Церковь Свт. Николая на Средне-Карийском промысле


Кутомарский сереброплавильный завод


Последовало сильное рыдание.

– Я думаю, что эта глубокая вера ваша в Спасителя нашего Иисуса Христа так неотвязчиво нашептывает мне подобные мысли. Я думаю, что ваша любовь к Нему влагает в мою душу такие чувства… О, мои милые узники, прошу и молю вас: оглянитесь на всю свою жизнь и посмотрите, что мир и Христос с вами доселе делают. Мир с самого вашего детства беспощадно губит вас, он смакует все ваши страдания; ваши муки доставляют ему величайшее злорадство над вами. Не то Христос. Для Христа каждый из вас – неоценимая цена Его Святейшей Крови… Для Него каждый из вас есть сын Божий, всегда могущий унаследовать Царство Божие путем покаяния того же самого благоразумного разбойника, который немногими словами, точно золотым ключом, открыл для себя Царство Небесное. Для Христа вы – Его самое дорогое создание, для него вы – священники и цари Господни, для Него вы, наконец, предмет Его безграничной любви к вам. Теперь позвольте еще один раз спросить всех вас: за кем пойдете вы – за Христом или за тираном-миром?

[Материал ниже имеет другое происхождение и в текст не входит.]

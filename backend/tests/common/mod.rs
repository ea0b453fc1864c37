#![allow(dead_code)]
use std::{net::SocketAddr, path::PathBuf};

use axum::{
    body::Body,
    http::{Request, Response},
    Router,
};
use sqlx::{postgres::PgPoolOptions, PgPool};
use tempfile::TempDir;
use tower::ServiceExt;
use uuid::Uuid;

use roombook_backend::{api, auth, config::Config, AppState};

pub const JWT_SECRET: &str = "test-secret-that-is-at-least-32-chars-long!!";

fn test_config(database_url: &str, upload_dir: PathBuf) -> Config {
    Config {
        database_url: database_url.to_string(),
        jwt_secret: JWT_SECRET.to_string(),
        jwt_expiry_hours: 1,
        listen_addr: "127.0.0.1:0".into(),
        cors_origins: vec![],
        upload_dir,
        max_upload_bytes: 1024 * 1024,
        local_utc_offset_hours: 7,
    }
}

fn full_router(state: AppState) -> Router {
    api::router(state.clone()).merge(api::login_router(state))
}

/// Router backed by a pool that never connects. Good for anything that is
/// rejected before touching the database: a request that did reach the
/// database would come back as a 500.
pub fn offline_app() -> Router {
    let cfg = test_config("postgres://nobody@127.0.0.1:1/none", "unused-uploads".into());
    let pool = PgPoolOptions::new()
        .acquire_timeout(std::time::Duration::from_millis(200))
        .connect_lazy(&cfg.database_url)
        .expect("lazy pool");
    full_router(AppState::new(pool, &cfg).expect("state"))
}

pub async fn send(app: &Router, request: Request<Body>) -> Response<Body> {
    app.clone().oneshot(request).await.expect("infallible")
}

pub async fn body_json(response: Response<Body>) -> serde_json::Value {
    let bytes = axum::body::to_bytes(response.into_body(), usize::MAX)
        .await
        .expect("body");
    serde_json::from_slice(&bytes).expect("json body")
}

pub fn valid_token(username: &str) -> String {
    auth::create_token(username, JWT_SECRET, 1).expect("token")
}

/// A JWT that expired an hour ago, signed with the test secret.
pub fn create_expired_token(username: &str) -> String {
    use jsonwebtoken::{encode, EncodingKey, Header};

    let now = time::OffsetDateTime::now_utc();
    let claims = auth::Claims {
        sub: username.to_string(),
        exp: (now - time::Duration::hours(1)).unix_timestamp(),
        iat: (now - time::Duration::hours(2)).unix_timestamp(),
    };

    encode(
        &Header::default(),
        &claims,
        &EncodingKey::from_secret(JWT_SECRET.as_bytes()),
    )
    .expect("Failed to create expired token")
}

/// A live server against `TEST_DATABASE_URL`.
pub struct TestApp {
    pub addr: SocketAddr,
    pub pool: PgPool,
    pub uploads: TempDir,
}

impl TestApp {
    pub fn url(&self, path: &str) -> String {
        format!("http://{}{}", self.addr, path)
    }
}

/// Spin up a real Axum server on a random port. Returns `None` (and the
/// calling test passes vacuously) when `TEST_DATABASE_URL` is not set, since
/// these tests write and delete data and must not run against a shared
/// database by accident.
pub async fn setup_test_app() -> Option<TestApp> {
    let Ok(database_url) = std::env::var("TEST_DATABASE_URL") else {
        eprintln!("TEST_DATABASE_URL not set, skipping database test");
        return None;
    };

    let uploads = tempfile::tempdir().expect("upload dir");
    let cfg = test_config(&database_url, uploads.path().to_path_buf());

    let pool = PgPoolOptions::new()
        .max_connections(5)
        .connect(&database_url)
        .await
        .expect("Failed to connect to test database");

    sqlx::migrate!("./migrations")
        .run(&pool)
        .await
        .expect("Failed to run migrations");

    let state = AppState::new(pool.clone(), &cfg).expect("state");
    let app = full_router(state);

    let listener = tokio::net::TcpListener::bind("127.0.0.1:0")
        .await
        .expect("Failed to bind to random port");
    let addr = listener.local_addr().unwrap();

    tokio::spawn(async move {
        axum::serve(listener, app).await.unwrap();
    });

    Some(TestApp { addr, pool, uploads })
}

/// Create an admin with an Argon2-hashed password. Returns (username, password).
pub async fn create_test_admin(pool: &PgPool) -> (String, String) {
    let username = format!("admin-{}", &Uuid::new_v4().to_string()[..8]);
    let password = "testpass123".to_string();
    let hash = auth::hash_password(&password).expect("Failed to hash password");

    sqlx::query("INSERT INTO users (id, username, password_hash) VALUES ($1, $2, $3)")
        .bind(Uuid::new_v4())
        .bind(&username)
        .bind(&hash)
        .execute(pool)
        .await
        .expect("Failed to create test user");

    (username, password)
}

pub async fn delete_test_admin(pool: &PgPool, username: &str) {
    let _ = sqlx::query("DELETE FROM users WHERE username = $1")
        .bind(username)
        .execute(pool)
        .await;
}

/// Log in via the HTTP API and return the JWT token.
pub async fn get_auth_token(app: &TestApp, username: &str, password: &str) -> String {
    let resp = http_client()
        .post(app.url("/login"))
        .json(&serde_json::json!({
            "username": username,
            "password": password,
        }))
        .send()
        .await
        .expect("Login request failed");

    assert_eq!(resp.status(), 200, "Login should return 200");

    let body: serde_json::Value = resp.json().await.expect("Failed to parse login response");
    body["token"]
        .as_str()
        .expect("Response should contain token")
        .to_string()
}

pub fn http_client() -> reqwest::Client {
    reqwest::Client::new()
}

/// Today's date in the service's +07:00 day, shifted by `days`, as YYYY-MM-DD.
pub fn local_date(days: i64) -> String {
    let today = time::OffsetDateTime::now_utc()
        .to_offset(time::UtcOffset::from_hms(7, 0, 0).unwrap())
        .date();
    (today + time::Duration::days(days)).to_string()
}

/// Current local wall-clock time as "HH:MM".
pub fn local_hhmm() -> String {
    let now = time::OffsetDateTime::now_utc()
        .to_offset(time::UtcOffset::from_hms(7, 0, 0).unwrap());
    format!("{:02}:{:02}", now.hour(), now.minute())
}
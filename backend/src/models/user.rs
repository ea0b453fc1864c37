use serde::{Deserialize, Serialize};
use time::OffsetDateTime;
use uuid::Uuid;
use validator::Validate;

/// Admin account as stored in the database.
#[derive(Debug, Clone, sqlx::FromRow)]
pub struct User {
    pub id: Uuid,
    pub username: String,
    pub password_hash: String,
    pub created_at: OffsetDateTime,
}

#[derive(Debug, Default, Deserialize, Validate)]
#[serde(default)]
pub struct LoginRequest {
    #[validate(length(min = 1, message = "username is required"))]
    pub username: String,
    #[validate(length(min = 1, message = "password is required"))]
    pub password: String,
}

#[derive(Debug, Serialize)]
pub struct LoginResponse {
    pub token: String,
}

#[derive(Debug, Serialize)]
pub struct Me {
    pub username: String,
}
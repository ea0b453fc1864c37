use axum::{
    extract::{Path, State},
    http::StatusCode,
    Json,
};
use axum_extra::extract::WithRejection;
use serde_json::{json, Value};
use sqlx::PgPool;
use uuid::Uuid;

use crate::{
    agenda::{self, LocalWindow},
    auth::AuthUser,
    error::{AppError, Result},
    models::meeting::{CreateMeetingRequest, Meeting, UpdateMeetingRequest},
    AppState,
};

// -- Time-windowed listings --

pub async fn list_upcoming(
    State(state): State<AppState>,
    _auth: AuthUser,
) -> Result<Json<Vec<Meeting>>> {
    let window = LocalWindow::now(state.utc_offset);
    Ok(Json(agenda::upcoming(&state.pool, &window).await?))
}

/// Public: feeds the lobby display.
pub async fn lobby(State(state): State<AppState>) -> Result<Json<Vec<Meeting>>> {
    let window = LocalWindow::now(state.utc_offset);
    Ok(Json(agenda::lobby(&state.pool, &window).await?))
}

/// Public: feeds the lobby's scrolling ticker.
pub async fn running_text(State(state): State<AppState>) -> Result<Json<Vec<Meeting>>> {
    let window = LocalWindow::now(state.utc_offset);
    Ok(Json(agenda::running_text(&state.pool, &window).await?))
}

// -- CRUD --

pub async fn list_all(State(pool): State<PgPool>, _auth: AuthUser) -> Result<Json<Vec<Meeting>>> {
    let rows = sqlx::query_as::<_, Meeting>(&format!(
        r#"SELECT {} FROM meetings ORDER BY date, start_time COLLATE "C""#,
        Meeting::COLUMNS
    ))
    .fetch_all(&pool)
    .await?;

    Ok(Json(rows))
}

pub async fn get_one(
    State(pool): State<PgPool>,
    _auth: AuthUser,
    Path(id): Path<Uuid>,
) -> Result<Json<Meeting>> {
    let m = sqlx::query_as::<_, Meeting>(&format!(
        "SELECT {} FROM meetings WHERE id = $1",
        Meeting::COLUMNS
    ))
    .bind(id)
    .fetch_optional(&pool)
    .await?
    .ok_or_else(|| AppError::not_found("Meeting"))?;

    Ok(Json(m))
}

pub async fn create(
    State(pool): State<PgPool>,
    auth: AuthUser,
    WithRejection(Json(req), _): WithRejection<Json<CreateMeetingRequest>, AppError>,
) -> Result<(StatusCode, Json<Meeting>)> {
    use validator::Validate;
    req.validate()?;

    let m = sqlx::query_as::<_, Meeting>(&format!(
        r#"
        INSERT INTO meetings (id, title, date, location, audience, start_time, end_time, note)
        VALUES ($1, $2, $3, $4, $5, $6, $7, $8)
        RETURNING {}
        "#,
        Meeting::COLUMNS
    ))
    .bind(Uuid::new_v4())
    .bind(&req.title)
    .bind(req.date)
    .bind(&req.location)
    .bind(&req.audience)
    .bind(&req.start_time)
    .bind(&req.end_time)
    .bind(&req.note)
    .fetch_one(&pool)
    .await?;

    tracing::info!("{} created meeting {} on {}", auth.username, m.id, m.date);
    Ok((StatusCode::CREATED, Json(m)))
}

/// Absent fields keep their stored value; an explicit `"note": null` clears
/// the note.
pub async fn update(
    State(pool): State<PgPool>,
    _auth: AuthUser,
    Path(id): Path<Uuid>,
    WithRejection(Json(req), _): WithRejection<Json<UpdateMeetingRequest>, AppError>,
) -> Result<Json<Meeting>> {
    use validator::Validate;
    req.validate()?;

    let m = sqlx::query_as::<_, Meeting>(&format!(
        r#"
        UPDATE meetings
        SET title      = COALESCE($2, title),
            date       = COALESCE($3, date),
            location   = COALESCE($4, location),
            audience   = COALESCE($5, audience),
            start_time = COALESCE($6, start_time),
            end_time   = COALESCE($7, end_time),
            note       = CASE WHEN $8 THEN $9 ELSE note END,
            updated_at = now()
        WHERE id = $1
        RETURNING {}
        "#,
        Meeting::COLUMNS
    ))
    .bind(id)
    .bind(&req.title)
    .bind(req.date)
    .bind(&req.location)
    .bind(&req.audience)
    .bind(&req.start_time)
    .bind(&req.end_time)
    .bind(req.note.is_some())
    .bind(req.note.as_ref().and_then(|n| n.as_deref()))
    .fetch_optional(&pool)
    .await?
    .ok_or_else(|| AppError::not_found("Meeting"))?;

    Ok(Json(m))
}

pub async fn delete(
    State(pool): State<PgPool>,
    auth: AuthUser,
    Path(id): Path<Uuid>,
) -> Result<Json<Value>> {
    sqlx::query_scalar::<_, Uuid>("DELETE FROM meetings WHERE id = $1 RETURNING id")
        .bind(id)
        .fetch_optional(&pool)
        .await?
        .ok_or_else(|| AppError::not_found("Meeting"))?;

    tracing::info!("{} deleted meeting {}", auth.username, id);
    Ok(Json(json!({ "message": "Meeting deleted successfully" })))
}
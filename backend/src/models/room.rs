use serde::{Deserialize, Serialize};
use time::OffsetDateTime;
use uuid::Uuid;
use validator::Validate;

use super::common::validate_not_blank;

#[derive(Debug, Clone, Serialize, sqlx::FromRow)]
pub struct Room {
    pub id: Uuid,
    pub name: String,
    pub capacity: i32,
    pub location_type: String,
    #[serde(with = "time::serde::rfc3339")]
    pub created_at: OffsetDateTime,
}

impl Room {
    pub const COLUMNS: &'static str = "id, name, capacity, location_type, created_at";
}

#[derive(Debug, Default, Deserialize, Validate)]
#[serde(default)]
pub struct CreateRoomRequest {
    #[validate(custom(function = "validate_not_blank"))]
    pub name: String,
    #[validate(
        required(message = "capacity is required"),
        range(min = 1, message = "capacity must be a positive number")
    )]
    pub capacity: Option<i32>,
    #[validate(custom(function = "validate_not_blank"))]
    pub location_type: String,
}

#[derive(Debug, Default, Deserialize, Validate)]
#[serde(default)]
pub struct UpdateRoomRequest {
    #[validate(custom(function = "validate_not_blank"))]
    pub name: Option<String>,
    #[validate(range(min = 1, message = "capacity must be a positive number"))]
    pub capacity: Option<i32>,
    #[validate(custom(function = "validate_not_blank"))]
    pub location_type: Option<String>,
}
mod common;

use serde_json::{json, Value};

async fn admin(app: &common::TestApp) -> (String, String) {
    let (username, password) = common::create_test_admin(&app.pool).await;
    let token = common::get_auth_token(app, &username, &password).await;
    (username, token)
}

async fn create_meeting(
    app: &common::TestApp,
    token: &str,
    title: &str,
    date: &str,
    start: &str,
    end: &str,
) -> Value {
    let resp = common::http_client()
        .post(app.url("/meetings"))
        .bearer_auth(token)
        .json(&json!({
            "title": title,
            "date": date,
            "location": "Ruang Rapat Lt. 3",
            "audience": "Seluruh Pegawai",
            "start_time": start,
            "end_time": end,
        }))
        .send()
        .await
        .unwrap();
    assert_eq!(resp.status(), 201, "meeting {} should be created", title);
    resp.json().await.unwrap()
}

async fn delete_meeting(app: &common::TestApp, id: &str) {
    let _ = sqlx::query("DELETE FROM meetings WHERE id = $1::uuid")
        .bind(id)
        .execute(&app.pool)
        .await;
}

fn ids(list: &Value) -> Vec<String> {
    list.as_array()
        .unwrap()
        .iter()
        .map(|m| m["id"].as_str().unwrap().to_string())
        .collect()
}

#[tokio::test]
async fn meeting_crud_round_trip() {
    let Some(app) = common::setup_test_app().await else { return };
    let (username, token) = admin(&app).await;
    let client = common::http_client();

    let created = create_meeting(&app, &token, "Rapat Anggaran", &common::local_date(3), "09:00", "10:00").await;
    let id = created["id"].as_str().unwrap().to_string();
    assert_eq!(created["date"], common::local_date(3));
    assert!(created["note"].is_null());

    let resp = client
        .put(app.url(&format!("/meetings/{}", id)))
        .bearer_auth(&token)
        .json(&json!({ "end_time": "11:30", "note": "Bawa laptop" }))
        .send()
        .await
        .unwrap();
    assert_eq!(resp.status(), 200);
    let updated: Value = resp.json().await.unwrap();
    assert_eq!(updated["end_time"], "11:30");
    assert_eq!(updated["note"], "Bawa laptop");
    assert_eq!(updated["title"], "Rapat Anggaran", "absent fields are kept");

    let resp = client
        .put(app.url(&format!("/meetings/{}", id)))
        .bearer_auth(&token)
        .json(&json!({ "title": "Rapat Anggaran 2025" }))
        .send()
        .await
        .unwrap();
    let updated: Value = resp.json().await.unwrap();
    assert_eq!(updated["note"], "Bawa laptop", "an absent note is kept");

    let resp = client
        .put(app.url(&format!("/meetings/{}", id)))
        .bearer_auth(&token)
        .json(&json!({ "note": null }))
        .send()
        .await
        .unwrap();
    assert_eq!(resp.status(), 200);
    let updated: Value = resp.json().await.unwrap();
    assert!(updated["note"].is_null(), "an explicit null clears the note");
    assert_eq!(updated["title"], "Rapat Anggaran 2025");

    let resp = client
        .get(app.url(&format!("/meetings/{}", id)))
        .bearer_auth(&token)
        .send()
        .await
        .unwrap();
    assert_eq!(resp.status(), 200);

    let resp = client
        .delete(app.url(&format!("/meetings/{}", id)))
        .bearer_auth(&token)
        .send()
        .await
        .unwrap();
    assert_eq!(resp.status(), 200);

    let resp = client
        .get(app.url(&format!("/meetings/{}", id)))
        .bearer_auth(&token)
        .send()
        .await
        .unwrap();
    assert_eq!(resp.status(), 404);

    common::delete_test_admin(&app.pool, &username).await;
}

#[tokio::test]
async fn unknown_meeting_id_returns_404_for_read_update_delete() {
    let Some(app) = common::setup_test_app().await else { return };
    let (username, token) = admin(&app).await;
    let client = common::http_client();
    let url = app.url(&format!("/meetings/{}", uuid::Uuid::new_v4()));

    let resp = client.get(&url).bearer_auth(&token).send().await.unwrap();
    assert_eq!(resp.status(), 404);

    let resp = client
        .put(&url)
        .bearer_auth(&token)
        .json(&json!({ "title": "x" }))
        .send()
        .await
        .unwrap();
    assert_eq!(resp.status(), 404);

    let resp = client.delete(&url).bearer_auth(&token).send().await.unwrap();
    assert_eq!(resp.status(), 404);

    common::delete_test_admin(&app.pool, &username).await;
}

#[tokio::test]
async fn invalid_meeting_is_not_persisted() {
    let Some(app) = common::setup_test_app().await else { return };
    let (username, token) = admin(&app).await;
    let marker = format!("no-title-{}", uuid::Uuid::new_v4());

    let resp = common::http_client()
        .post(app.url("/meetings"))
        .bearer_auth(&token)
        .json(&json!({
            "date": common::local_date(1),
            "location": marker,
            "audience": "a",
            "start_time": "09:00",
            "end_time": "10:00",
        }))
        .send()
        .await
        .unwrap();
    assert_eq!(resp.status(), 400);

    let count: i64 = sqlx::query_scalar("SELECT COUNT(*) FROM meetings WHERE location = $1")
        .bind(&marker)
        .fetch_one(&app.pool)
        .await
        .unwrap();
    assert_eq!(count, 0);

    common::delete_test_admin(&app.pool, &username).await;
}

#[tokio::test]
async fn past_meetings_never_appear_in_time_windowed_lists() {
    let Some(app) = common::setup_test_app().await else { return };
    let (username, token) = admin(&app).await;
    let client = common::http_client();

    let past = create_meeting(&app, &token, "Kemarin", &common::local_date(-1), "00:00", "23:59").await;
    let future = create_meeting(&app, &token, "Lusa", &common::local_date(2), "08:00", "23:59").await;
    let past_id = past["id"].as_str().unwrap().to_string();
    let future_id = future["id"].as_str().unwrap().to_string();

    let upcoming: Value = client
        .get(app.url("/meetings"))
        .bearer_auth(&token)
        .send()
        .await
        .unwrap()
        .json()
        .await
        .unwrap();
    assert!(!ids(&upcoming).contains(&past_id));
    assert!(ids(&upcoming).contains(&future_id));

    for path in ["/lobby-meetings", "/running-text"] {
        let resp = client.get(app.url(path)).send().await.unwrap();
        assert_eq!(resp.status(), 200, "{} is public", path);
        let list: Value = resp.json().await.unwrap();
        assert!(list.as_array().unwrap().len() <= 4);
        assert!(!ids(&list).contains(&past_id), "{} leaked a past meeting", path);
    }

    let all: Value = client
        .get(app.url("/meetings/all"))
        .bearer_auth(&token)
        .send()
        .await
        .unwrap()
        .json()
        .await
        .unwrap();
    assert!(ids(&all).contains(&past_id), "the unfiltered list keeps history");

    delete_meeting(&app, &past_id).await;
    delete_meeting(&app, &future_id).await;
    common::delete_test_admin(&app.pool, &username).await;
}

#[tokio::test]
async fn lobby_filters_on_end_time_and_caps_at_four_rows() {
    let Some(app) = common::setup_test_app().await else { return };
    let (username, token) = admin(&app).await;
    let client = common::http_client();
    let tomorrow = common::local_date(1);

    // No wall-clock time is earlier than "00:00", so this one never qualifies.
    let ended = create_meeting(&app, &token, "Selesai", &tomorrow, "00:00", "00:00").await;
    let ended_id = ended["id"].as_str().unwrap().to_string();

    let mut qualifying = Vec::new();
    for i in 0..5 {
        let start = format!("{:02}:00", 8 + i);
        let m = create_meeting(&app, &token, &format!("Sesi {}", i), &tomorrow, &start, "23:59").await;
        qualifying.push(m["id"].as_str().unwrap().to_string());
    }

    let lobby: Value = client
        .get(app.url("/lobby-meetings"))
        .send()
        .await
        .unwrap()
        .json()
        .await
        .unwrap();
    assert!(!ids(&lobby).contains(&ended_id), "lobby returned an ended meeting");
    assert!(lobby.as_array().unwrap().len() <= 4);
    if common::local_hhmm() != "23:59" {
        assert_eq!(lobby.as_array().unwrap().len(), 4, "five meetings qualify");
    }

    // The lobby selection is not empty, so the ticker shows it and never
    // falls back to the ended meeting.
    let ticker: Value = client
        .get(app.url("/running-text"))
        .send()
        .await
        .unwrap()
        .json()
        .await
        .unwrap();
    assert!(!ids(&ticker).contains(&ended_id), "running text fell back needlessly");
    assert!(ticker.as_array().unwrap().len() <= 4);

    delete_meeting(&app, &ended_id).await;
    for id in &qualifying {
        delete_meeting(&app, id).await;
    }
    common::delete_test_admin(&app.pool, &username).await;
}

#[tokio::test]
async fn upcoming_list_orders_same_day_meetings_by_start_time() {
    let Some(app) = common::setup_test_app().await else { return };
    let (username, token) = admin(&app).await;
    let day = common::local_date(30);

    let late = create_meeting(&app, &token, "Sore", &day, "15:00", "16:00").await;
    let early = create_meeting(&app, &token, "Pagi", &day, "08:30", "09:30").await;
    let late_id = late["id"].as_str().unwrap().to_string();
    let early_id = early["id"].as_str().unwrap().to_string();

    let upcoming: Value = common::http_client()
        .get(app.url("/meetings"))
        .bearer_auth(&token)
        .send()
        .await
        .unwrap()
        .json()
        .await
        .unwrap();
    let order = ids(&upcoming);
    let early_pos = order.iter().position(|i| *i == early_id).unwrap();
    let late_pos = order.iter().position(|i| *i == late_id).unwrap();
    assert!(early_pos < late_pos);

    delete_meeting(&app, &late_id).await;
    delete_meeting(&app, &early_id).await;
    common::delete_test_admin(&app.pool, &username).await;
}

#[tokio::test]
async fn duplicate_audience_name_returns_400() {
    let Some(app) = common::setup_test_app().await else { return };
    let (username, token) = admin(&app).await;
    let client = common::http_client();
    let name = format!("Tim {}", &uuid::Uuid::new_v4().to_string()[..8]);

    let resp = client
        .post(app.url("/audiences"))
        .bearer_auth(&token)
        .json(&json!({ "name": name }))
        .send()
        .await
        .unwrap();
    assert_eq!(resp.status(), 201);

    let resp = client
        .post(app.url("/audiences"))
        .bearer_auth(&token)
        .json(&json!({ "name": name }))
        .send()
        .await
        .unwrap();
    assert_eq!(resp.status(), 400);

    let _ = sqlx::query("DELETE FROM audiences WHERE name = $1")
        .bind(&name)
        .execute(&app.pool)
        .await;
    common::delete_test_admin(&app.pool, &username).await;
}

#[tokio::test]
async fn room_crud_round_trip() {
    let Some(app) = common::setup_test_app().await else { return };
    let (username, token) = admin(&app).await;
    let client = common::http_client();

    let resp = client
        .post(app.url("/rooms"))
        .bearer_auth(&token)
        .json(&json!({ "name": "Ruang Garuda", "capacity": 40, "location_type": "Gedung A" }))
        .send()
        .await
        .unwrap();
    assert_eq!(resp.status(), 201);
    let room: Value = resp.json().await.unwrap();
    let id = room["id"].as_str().unwrap().to_string();

    let resp = client
        .put(app.url(&format!("/rooms/{}", id)))
        .bearer_auth(&token)
        .json(&json!({ "capacity": 55 }))
        .send()
        .await
        .unwrap();
    assert_eq!(resp.status(), 200);
    let room: Value = resp.json().await.unwrap();
    assert_eq!(room["capacity"], 55);
    assert_eq!(room["name"], "Ruang Garuda");

    let list: Value = client
        .get(app.url("/rooms"))
        .bearer_auth(&token)
        .send()
        .await
        .unwrap()
        .json()
        .await
        .unwrap();
    assert!(ids(&list).contains(&id));

    let resp = client
        .delete(app.url(&format!("/rooms/{}", id)))
        .bearer_auth(&token)
        .send()
        .await
        .unwrap();
    assert_eq!(resp.status(), 200);

    common::delete_test_admin(&app.pool, &username).await;
}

Арестанты все, как один, закричали:

– За Христом! За Христом!

Я закончил проповедь и сошел с амвона. Плач арестантов все еще продолжался. По выходе же моем из церкви арестанты внимательно с ног до головы осматривали меня.


На душе у меня было радостно. Я отправился к начальнику тюрьмы на квартиру. Начальник сказал мне:

– Плачут, подлецы, а не исправляются!

– Внутренний переворот в человеке бесконечно труден, это не машина, – ответил я.

Помощник начальника:

– Первый раз вижу, чтобы каторжане плакали.

Начальник:

– Вы, Георгий Степанович, уж очень панегиризовалиим.

– Из-за человеческой их природы забыл, что они каторжане, – иронически сказал я.

– Так их лизать – пожалуй, залижешь их, – ехидно сказала бонна начальника.

Я ей ничего не ответил на это.

Был подан обед. По окончании обеда я отправился в тюрьму, чтобы ближе познакомиться с арестантами. Арестанты, встречая меня на дворе и в своих палатах, ничего мне не говорили, только удивленно смотрели и временами пытливо, от ног до головы, измеряли меня. Обойдя все палаты, я направился на двор. Здесь я встретился с одним арестантом, который в упор смотрел на меня. Я уже хотел пройти мимо него, как тотчас этот арестант спросил меня, буду ли я еще им говорить проповедь. Я ответил, что буду.

После этого я вышел из тюрьмы и направился опять на квартиру начальника. По дороге я думал: что бы это значило, что арестанты не хотят со мной даже и разговаривать? Неужели у них такая дисциплина, чтобы с посторонними ничего не говорить? Может быть, это слово мое не было по сердцу им? Быть может, кто-то обо мне наговорил им что-нибудь нехорошее? Не могу объяснить их упорного молчания со мною.